### [Assigned task]
Would you transcribe exactly the lines below, starting at the one that contains "pub const PH_ADC_CH: u32 = 0;" and ending with the last line, both included? Leave out all other lines.

**** Entries supplied

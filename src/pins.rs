//! ADC channel / GPIO pin assignments for the ReefMon sensor board.
//!
//! Single source of truth — every driver references this module rather than
//! hard-coding pin numbers.  Change a pin here and it propagates everywhere.

// ---------------------------------------------------------------------------
// Sensors — Analog (ADC1, 10-bit front end)
// ---------------------------------------------------------------------------

/// pH probe amplifier output — ADC1 channel 0.
pub const PH_ADC_CH: u32 = 0;
/// Conductivity-derived salinity output — ADC1 channel 1.
pub const SALINITY_ADC_CH: u32 = 1;
/// TMP36 temperature sensor output — ADC1 channel 2.
pub const TEMP_ADC_CH: u32 = 2;

/// Full-scale ADC count (10-bit front end).
pub const ADC_MAX_COUNTS: u16 = 1023;

// ---------------------------------------------------------------------------
// Status LED pairs (green = in range, yellow = out of range)
// ---------------------------------------------------------------------------

pub const PH_GREEN_GPIO: i32 = 3;
pub const PH_YELLOW_GPIO: i32 = 4;

pub const TEMP_GREEN_GPIO: i32 = 5;
pub const TEMP_YELLOW_GPIO: i32 = 6;

pub const SALINITY_GREEN_GPIO: i32 = 7;
pub const SALINITY_YELLOW_GPIO: i32 = 8;

// ---------------------------------------------------------------------------
// Aggregate alarm LED (red)
// ---------------------------------------------------------------------------

/// Digital output: HIGH = two or more metrics outside their ideal band.
pub const ALARM_GPIO: i32 = 9;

********

### [Finished task]
pub const PH_ADC_CH: u32 = 0;
/// Conductivity-derived salinity output — ADC1 channel 1.
pub const SALINITY_ADC_CH: u32 = 1;
/// TMP36 temperature sensor output — ADC1 channel 2.
pub const TEMP_ADC_CH: u32 = 2;

/// Full-scale ADC count (10-bit front end).
pub const ADC_MAX_COUNTS: u16 = 1023;

// ---------------------------------------------------------------------------
// Status LED pairs (green = in range, yellow = out of range)
// ---------------------------------------------------------------------------

pub const PH_GREEN_GPIO: i32 = 3;
pub const PH_YELLOW_GPIO: i32 = 4;

pub const TEMP_GREEN_GPIO: i32 = 5;
pub const TEMP_YELLOW_GPIO: i32 = 6;

pub const SALINITY_GREEN_GPIO: i32 = 7;
pub const SALINITY_YELLOW_GPIO: i32 = 8;

// ---------------------------------------------------------------------------
// Aggregate alarm LED (red)
// ---------------------------------------------------------------------------

/// Digital output: HIGH = two or more metrics outside their ideal band.
pub const ALARM_GPIO: i32 = 9;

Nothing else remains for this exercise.